January 7th, 2025

added

Diffbot GraphRAG LLM

by Kris Negulescu

Recently, large language models (LLMs) have been trained with more and more data, leading to an increase in the number of parameters and the computing power needed. But, what if, instead of feeding the model more data, we purposefully trained it to rely less on its pretraining data and more on its ability to find external knowledge?

To test this idea, we fine-tuned LLama 3.3 70B to be an expert tool user of a real-time Knowledge Graph API, providing the first open-source implementation of a GraphRAG system that outperforms Google Gemini and ChatGPT. To learn more, see: https://github.com/diffbot/diffbot-llm-inference/.

December 2nd, 2024

added

type:CompanyReport

by Kris Negulescu

Company Reports are now available in the KnowledgeGraph as type:CompanyReport, and in LeadGraph in company profiles. There are two primary types of reports available:

SEC Filings
Documents found on a company’s website, like earnings call transcripts, annual reports, ESG reports, etc.

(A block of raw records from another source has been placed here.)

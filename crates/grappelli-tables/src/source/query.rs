//! Query-backed tabular source
//!
//! Composes scope/filter/sort/pagination directives into a [`QueryPlan`]
//! and hands it to an injected [`QueryBackend`]. No SQL is built or
//! executed here; the backend owns translation and execution. Dotted search
//! keys are lowered into related-record existence conditions at this
//! boundary, since that is what the query layer can express.

use crate::error::Result;
use crate::scope::SimpleScope;
use crate::source::TabularSource;
use async_trait::async_trait;
use grappelli_core::{Filter, FilterCondition, Model, Paginated, SortDirection, pagination};
use serde::{Deserialize, Serialize};
use std::sync::Arc;

/// Metadata snapshot needed to rebuild an equivalent query on a later render
///
/// A reactive host re-creates the component per interaction, so the source
/// cannot hold a live query between renders. This is what survives: the
/// entity, the primary keys captured at mount, the eager-loaded relations
/// and any default filters the mounting query had removed.
#[derive(Debug, Clone, PartialEq, Serialize, Deserialize)]
pub struct QueryHandle {
	/// Backing entity name
	pub entity: String,
	/// Primary keys of the mounted result set
	pub id_snapshot: Vec<i64>,
	/// Relations to eager-load when fetching
	pub eager_load: Vec<String>,
	/// Default filters removed from the mounting query (e.g. soft-delete)
	pub removed_default_filters: Vec<String>,
}

impl QueryHandle {
	/// Creates a handle for an entity with no snapshot restrictions
	pub fn for_entity(entity: impl Into<String>) -> Self {
		Self {
			entity: entity.into(),
			id_snapshot: Vec::new(),
			eager_load: Vec::new(),
			removed_default_filters: Vec::new(),
		}
	}

	/// Restricts the handle to a primary-key snapshot
	pub fn with_id_snapshot(mut self, ids: Vec<i64>) -> Self {
		self.id_snapshot = ids;
		self
	}

	/// Adds relations to eager-load
	pub fn with_eager_load<I, S>(mut self, relations: I) -> Self
	where
		I: IntoIterator<Item = S>,
		S: Into<String>,
	{
		self.eager_load = relations.into_iter().map(Into::into).collect();
		self
	}

	/// Records default filters the mounting query had removed
	pub fn without_default_filters<I, S>(mut self, filters: I) -> Self
	where
		I: IntoIterator<Item = S>,
		S: Into<String>,
	{
		self.removed_default_filters = filters.into_iter().map(Into::into).collect();
		self
	}
}

/// Composed directives for one page fetch
#[derive(Debug, Clone, Default, PartialEq, Serialize, Deserialize)]
pub struct QueryPlan {
	/// Named scopes to apply, in declaration order
	pub scopes: Vec<String>,
	/// Search condition, if any
	pub condition: Option<FilterCondition>,
	/// Ordering directives, applied in sequence
	pub order: Vec<(String, SortDirection)>,
	/// Zero-based row offset
	pub offset: u64,
	/// Page size
	pub limit: u64,
}

/// The injected query builder abstraction
///
/// Implementations translate a [`QueryHandle`] plus [`QueryPlan`] into
/// whatever their query layer speaks and execute it. `count` ignores the
/// plan's offset/limit.
#[async_trait]
pub trait QueryBackend<M: Model>: Send + Sync {
	/// Counts the rows matching the plan's scopes and condition
	async fn count(&self, handle: &QueryHandle, plan: &QueryPlan) -> Result<u64>;

	/// Fetches the rows selected by the plan
	async fn fetch(&self, handle: &QueryHandle, plan: &QueryPlan) -> Result<Vec<M>>;
}

/// Tabular source backed by a lazy query builder
pub struct QuerySource<M: Model> {
	backend: Arc<dyn QueryBackend<M>>,
	handle: QueryHandle,
	plan: QueryPlan,
}

impl<M: Model> QuerySource<M> {
	/// Creates a query source over a backend and remount metadata
	pub fn new(backend: Arc<dyn QueryBackend<M>>, handle: QueryHandle) -> Self {
		Self {
			backend,
			handle,
			plan: QueryPlan::default(),
		}
	}

	/// Returns the remount metadata
	pub fn handle(&self) -> &QueryHandle {
		&self.handle
	}

	/// Returns the directives composed so far
	pub fn plan(&self) -> &QueryPlan {
		&self.plan
	}
}

/// Lowers dotted `Contains` fields into related-record existence conditions
///
/// `posts.title contains x` becomes "any related `posts` record whose
/// `title` contains x", the query layer's `EXISTS` shape.
fn lower_relation_fields(condition: FilterCondition) -> FilterCondition {
	match condition {
		FilterCondition::Single(filter) => match filter.field.split_once('.') {
			Some((relation, rest)) => FilterCondition::related_any(
				relation,
				lower_relation_fields(FilterCondition::Single(Filter {
					field: rest.to_string(),
					operator: filter.operator,
					value: filter.value,
				})),
			),
			None => FilterCondition::Single(filter),
		},
		FilterCondition::And(inner) => {
			FilterCondition::And(inner.into_iter().map(lower_relation_fields).collect())
		}
		FilterCondition::Or(inner) => {
			FilterCondition::Or(inner.into_iter().map(lower_relation_fields).collect())
		}
		FilterCondition::Not(inner) => FilterCondition::not(lower_relation_fields(*inner)),
		related @ FilterCondition::RelatedAny { .. } => related,
	}
}

#[async_trait]
impl<M: Model> TabularSource for QuerySource<M> {
	type Row = M;

	fn accessors(&self) -> &'static [&'static str] {
		M::accessors()
	}

	fn id_field(&self) -> &str {
		M::id_field()
	}

	fn reset(&mut self) {
		self.plan = QueryPlan::default();
	}

	fn scope(&mut self, scope: &SimpleScope) -> Result<()> {
		scope.ensure_known(M::scope_names(), M::entity_name())?;
		self.plan.scopes.push(scope.scope_name().to_string());
		Ok(())
	}

	fn search(&mut self, condition: FilterCondition) {
		self.plan.condition = Some(lower_relation_fields(condition));
	}

	fn order_by(&mut self, field: &str, direction: SortDirection) {
		self.plan.order.push((field.to_string(), direction));
	}

	async fn paginate(&mut self, page: u64, per_page: u64) -> Result<Paginated<M>> {
		self.plan.offset = pagination::page_offset(page, per_page);
		self.plan.limit = per_page;

		tracing::debug!(
			entity = %self.handle.entity,
			offset = self.plan.offset,
			limit = self.plan.limit,
			"executing table query plan"
		);

		let total = self.backend.count(&self.handle, &self.plan).await?;
		let items = self.backend.fetch(&self.handle, &self.plan).await?;

		Ok(Paginated::new(items, total, page, per_page))
	}
}

#[cfg(test)]
mod tests {
	use super::*;
	use grappelli_core::FilterOperator;

	#[test]
	fn test_lowering_splits_on_first_separator() {
		let condition =
			FilterCondition::single(Filter::contains("author.profile.name", "django"));

		let lowered = lower_relation_fields(condition);

		match lowered {
			FilterCondition::RelatedAny {
				relation,
				condition,
			} => {
				assert_eq!(relation, "author");
				match *condition {
					FilterCondition::RelatedAny {
						relation,
						condition,
					} => {
						assert_eq!(relation, "profile");
						match *condition {
							FilterCondition::Single(filter) => {
								assert_eq!(filter.field, "name");
								assert_eq!(filter.operator, FilterOperator::Contains);
							}
							other => panic!("unexpected inner condition: {:?}", other),
						}
					}
					other => panic!("unexpected nested condition: {:?}", other),
				}
			}
			other => panic!("expected RelatedAny, got {:?}", other),
		}
	}

	#[test]
	fn test_plain_fields_stay_single() {
		let condition = FilterCondition::single(Filter::contains("email", "x"));
		assert_eq!(lower_relation_fields(condition.clone()), condition);
	}

	#[test]
	fn test_handle_carries_remount_metadata() {
		let handle = QueryHandle::for_entity("users")
			.with_id_snapshot(vec![1, 2, 3])
			.with_eager_load(["latest_post"])
			.without_default_filters(["soft_delete"]);

		assert_eq!(handle.entity, "users");
		assert_eq!(handle.id_snapshot, [1, 2, 3]);
		assert_eq!(handle.eager_load, ["latest_post"]);
		assert_eq!(handle.removed_default_filters, ["soft_delete"]);
	}
}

Initial coverage focuses on the top 1000, publicly-traded companies in the United States.

November 12th, 2024

Scheduled Maintenance Window, Thurs. Nov. 14th

by Kris Negulescu

Please Note: there will be a scheduled maintenance window, including downtime for approximately 50 minutes, on Thursday, November 14th from 10 am PST until 2 pm PST.

The Diffbot DevOps team will be using this time to upgrade some of the underlying infrastructure supporting global crawls. To ensure the rapid restoration of uptime and stability of the platform, we are performing this upgrade during ordinary business hours.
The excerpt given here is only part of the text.